Dans sa phase de consultation, l’EFRAG a déjà dévoilé un premier aperçu des exigences attendues en matière de reporting CO2. Celles-ci incluent la mise en place d’objectifs absolus de réduction de CO2 : 

  • englobant les champs d’application 1, 2 et 3 (voir notre étude précédente pour plus de détails à ce sujet), 
  • à partir de 2025 sur une période de 5 ans 
  • fondés sur la science ( à confirmer) 

*L’initiative Science Based Targets (SBTi) est une collaboration entre le CDP (Carbon Disclosure Project), le Pacte mondial des Nations unies, le World Resources Institute (WRI) et le World Wide Fund for Nature (WWF). Depuis 2015, plus de 1 000 entreprises ont rejoint l’initiative pour fixer un objectif climatique basé sur la science. 

**Neutralité individuelle et Net Zero 

La neutralité carbone est l’équilibre à atteindre entre les émissions de gaz à effet de serre et leur élimination de l’atmosphère par l’homme. Certaines entreprises prétendent être neutres grâce à des projets de compensation tels que la reforestation, ou le captage et la mise en décharge. Mais le concept de neutralité au niveau d’une seule entreprise est aujourd’hui sévèrement débattu. Un monde dans lequel chacun continuerait à augmenter ses émissions mais atteindrait chaque année la neutralité individuelle grâce à l’utilisation massive de compensations ou d’extractions serait synonyme de déséquilibre permanent.  

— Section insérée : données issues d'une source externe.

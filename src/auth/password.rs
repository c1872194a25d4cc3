use hmac::{Hmac, Mac};
use sha2::Sha256;

use crate::auth::AuthError;
use crate::store::record::PasswordDigest;

type HmacSha256 = Hmac<Sha256>;

/// Keyed one-way digest for user passwords.
///
/// The users file stores `hex(HMAC-SHA256(key, plaintext))`. The same key
/// must be configured when the file is generated and when it is served.
#[derive(Clone)]
pub struct PasswordHasher {
    mac: HmacSha256,
}

impl PasswordHasher {
    pub fn new(key: &[u8]) -> Result<Self, AuthError> {
        let mac = HmacSha256::new_from_slice(key)
            .map_err(|e| AuthError::Internal(format!("invalid password key: {}", e)))?;
        Ok(Self { mac })
    }

    /// Lowercase hex digest of `plaintext`.
    pub fn digest(&self, plaintext: &str) -> String {
        let mut mac = self.mac.clone();
        mac.update(plaintext.as_bytes());
        format!("{:x}", mac.finalize().into_bytes())
    }

    /// Constant-time check of `plaintext` against a stored digest.
    pub fn verify(&self, plaintext: &str, stored: &PasswordDigest) -> bool {
        let Some(expected) = stored.decode() else {
            return false;
        };
        let mut mac = self.mac.clone();
        mac.update(plaintext.as_bytes());
        mac.verify_slice(&expected).is_ok()
    }
}

impl std::fmt::Debug for PasswordHasher {
    fn fmt(&self, f: &mut std::fmt::Formatter<'_>) -> std::fmt::Result {
        f.debug_struct("PasswordHasher").finish_non_exhaustive()
    }
}

#[cfg(test)]
mod tests {
    use super::*;

    #[test]
    fn test_digest_is_keyed_hex() {
        let a = PasswordHasher::new(b"key-a").unwrap();
        let b = PasswordHasher::new(b"key-b").unwrap();

        let d = a.digest("secret");
        assert_eq!(d.len(), 64);
        assert!(d.chars().all(|c| c.is_ascii_hexdigit() && !c.is_ascii_uppercase()));
        assert_eq!(d, a.digest("secret"));
        assert_ne!(d, b.digest("secret"));
        assert_ne!(d, a.digest("Secret"));
    }

    #[test]
    fn test_known_vector() {
        // RFC 4231 test case 2
        let h = PasswordHasher::new(b"Jefe").unwrap();
        assert_eq!(
            h.digest("what do ya want for nothing?"),
            "5bdcc146bf60754e6a042426089575c75a003f089d2739839dec58b964ec3843"
        );
    }

    #[test]
    fn test_verify_ignores_hex_case() {
        let h = PasswordHasher::new(b"k").unwrap();
        let stored = PasswordDigest::new(h.digest("pw").to_uppercase());
        assert!(h.verify("pw", &stored));
        assert!(!h.verify("other", &stored));
    }

    #[test]
    fn test_verify_rejects_malformed_digest() {
        let h = PasswordHasher::new(b"k").unwrap();
        let good = h.digest("pw");

        assert!(!h.verify("pw", &PasswordDigest::new("")));
        assert!(!h.verify("pw", &PasswordDigest::new(&good[..62])));
        assert!(!h.verify("pw", &PasswordDigest::new(format!("{}0", good))));
        assert!(!h.verify("pw", &PasswordDigest::new(format!("zz{}", &good[2..]))));
    }
}
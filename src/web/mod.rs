pub mod render;

use crate::auth::AuthError;
use crate::handler::BaseHandler;
use crate::observability::{health, metrics as prom_metrics};
use crate::store::{FindMode, Role, StoreError};
use axum::{
    extract::{MatchedPath, Path, Request, State},
    http::{header, HeaderMap, HeaderValue, StatusCode},
    middleware::{self, Next},
    response::{Html, IntoResponse, Redirect, Response},
    routing::{get, post},
    Form, Json, Router,
};
use serde::Deserialize;
use std::sync::Arc;
use std::time::Instant;

/// HTTP front end wrapping BaseHandler
#[derive(Clone)]
pub struct WebHandler {
    handler: Arc<BaseHandler>,
}

impl WebHandler {
    pub fn new(handler: BaseHandler) -> Self {
        Self {
            handler: Arc::new(handler),
        }
    }

    /// Create the router for the login-gated pages
    pub fn router(self) -> Router {
        Router::new()
            .route("/", get(index))
            .route("/login", get(login_form).post(login))
            .route("/logout", post(logout))
            .route("/users/:user_id", get(user_page).post(user_page))
            .route("/admin", get(admin_page).post(admin_page))
            .route("/health", get(health_check))
            .route("/metrics", get(metrics))
            .route_layer(middleware::from_fn(track_http))
            .with_state(self.handler)
    }
}

#[derive(Debug)]
enum WebError {
    /// Missing session, wrong user or missing role
    Denied(AuthError),
    Internal(String),
}

impl From<AuthError> for WebError {
    fn from(e: AuthError) -> Self {
        match e {
            AuthError::Store(StoreError::Other(msg)) | AuthError::Internal(msg) => {
                WebError::Internal(msg)
            }
            other => WebError::Denied(other),
        }
    }
}

impl From<StoreError> for WebError {
    fn from(e: StoreError) -> Self {
        WebError::Internal(e.to_string())
    }
}

impl From<minijinja::Error> for WebError {
    fn from(e: minijinja::Error) -> Self {
        WebError::Internal(format!("render: {}", e))
    }
}

/// Error page, or plain text if the page itself fails to render
fn error_page(status: StatusCode, message: &str) -> Response {
    match render::error(message) {
        Ok(page) => (status, Html(page)).into_response(),
        Err(e) => {
            tracing::error!(error = %e, "error page failed to render");
            (status, message.to_string()).into_response()
        }
    }
}

impl IntoResponse for WebError {
    fn into_response(self) -> Response {
        match self {
            WebError::Denied(e) => {
                tracing::debug!(error = %e, "access denied");
                error_page(StatusCode::OK, "Access denied. Please log in.")
            }
            WebError::Internal(msg) => {
                tracing::error!("request failed: {}", msg);
                error_page(StatusCode::INTERNAL_SERVER_ERROR, "Something went wrong.")
            }
        }
    }
}

#[derive(Debug, Deserialize)]
struct LoginForm {
    #[serde(default)]
    userid: String,
    #[serde(default)]
    password: String,
}

/// 200 page, or the error page if the template failed
fn html(page: Result<String, minijinja::Error>) -> Response {
    match page {
        Ok(body) => Html(body).into_response(),
        Err(e) => WebError::from(e).into_response(),
    }
}

/// Append a `Set-Cookie` header when one could be built
fn with_cookie(mut resp: Response, cookie: Option<HeaderValue>) -> Response {
    if let Some(value) = cookie {
        resp.headers_mut().append(header::SET_COOKIE, value);
    }
    resp
}

/// GET / - Landing page
async fn index() -> Response {
    html(render::index())
}

/// GET /login - Login form
async fn login_form() -> Response {
    html(render::login(None))
}

/// POST /login - Check credentials and open a session
async fn login(
    State(handler): State<Arc<BaseHandler>>,
    Form(form): Form<LoginForm>,
) -> Response {
    match handler.auth.login(&form.userid, &form.password).await {
        Ok((id, record)) => {
            let location = if record.has_role(Role::Admin) {
                "/admin".to_string()
            } else {
                format!("/users/{}", form.userid)
            };
            with_cookie(
                Redirect::temporary(&location).into_response(),
                handler.cookie.write(&id),
            )
        }
        Err(AuthError::InvalidCredentials) => {
            tracing::debug!(user_id = %form.userid, "login rejected");
            html(render::login(Some("Invalid user ID or password.")))
        }
        Err(e) => {
            tracing::warn!(user_id = %form.userid, error = %e, "login failed");
            html(render::login(Some("Login failed. Please try again.")))
        }
    }
}

/// POST /logout - Delete the session and clear the cookie
async fn logout(State(handler): State<Arc<BaseHandler>>, headers: HeaderMap) -> Response {
    let page = match handler.cookie.read(&headers) {
        Some(id) => match handler.auth.logout(&id).await {
            Ok(()) => render::login(Some("You have been logged out.")),
            Err(e) => {
                tracing::debug!(error = %e, "logout without live session");
                render::login(None)
            }
        },
        None => render::login(None),
    };
    with_cookie(html(page), handler.cookie.clear())
}

/// GET|POST /users/{user_id} - The user's own page
async fn user_page(
    State(handler): State<Arc<BaseHandler>>,
    Path(user_id): Path<String>,
    headers: HeaderMap,
) -> Result<Html<String>, WebError> {
    let session = handler.cookie.read(&headers);
    handler.auth.check_user_id(session.as_ref(), &user_id).await?;

    let record = handler
        .records
        .find_by_user_id(&user_id, FindMode::First)
        .await?
        .into_iter()
        .next()
        .ok_or(WebError::Denied(AuthError::Store(StoreError::NotFound)))?;

    Ok(Html(render::user(&record)?))
}

/// GET|POST /admin - All users, admins only
async fn admin_page(
    State(handler): State<Arc<BaseHandler>>,
    headers: HeaderMap,
) -> Result<Html<String>, WebError> {
    let session = handler.cookie.read(&headers);
    let current = handler.auth.check_role(session.as_ref(), Role::Admin).await?;

    let mut records = handler.records.find_all().await?;
    records.sort_by(|a, b| a.id.as_str().cmp(b.id.as_str()));

    Ok(Html(render::admin(&current, &records)?))
}

/// GET /health - Store health as JSON
async fn health_check(State(handler): State<Arc<BaseHandler>>) -> Response {
    let status = health::get_health_status(&handler.sessions, &handler.records).await;
    let code = if status.status == "healthy" {
        StatusCode::OK
    } else {
        StatusCode::SERVICE_UNAVAILABLE
    };
    (code, Json(status)).into_response()
}

/// GET /metrics - Prometheus exposition
async fn metrics() -> Response {
    (
        [(header::CONTENT_TYPE, "text/plain; version=0.0.4")],
        prom_metrics::gather_metrics(),
    )
        .into_response()
}

async fn track_http(req: Request, next: Next) -> Response {
    let start = Instant::now();
    let method = req.method().to_string();
    let endpoint = req
        .extensions()
        .get::<MatchedPath>()
        .map(|p| p.as_str().to_string())
        .unwrap_or_else(|| "unmatched".to_string());

    let resp = next.run(req).await;

    let status = resp.status().as_u16().to_string();
    prom_metrics::increment_http_request(&method, &endpoint, &status);
    prom_metrics::record_http_duration(
        &method,
        &endpoint,
        &status,
        start.elapsed().as_secs_f64(),
    );
    resp
}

D’où l’émergence de l’initiative « Net Zero », qui instaure un cadre de référence commun pour une action plus efficace. L’entreprise contribue à la neutralité carbone mondiale par des plans visant à réduire autant que possible ses émissions directes et indirectes, ainsi qu’en réduisant les émissions des autres (commercialisation et financement de solutions et de projets à faible émission de carbone).  Pour la partie absolument incompressible de ses émissions, elle augmente enfin ses puits de carbone chez elle et dans sa chaîne de valeur. Pour chaque étape, des outils et des normes existent (Bilan Carbone®, SBTI, GHG Protocol, etc.).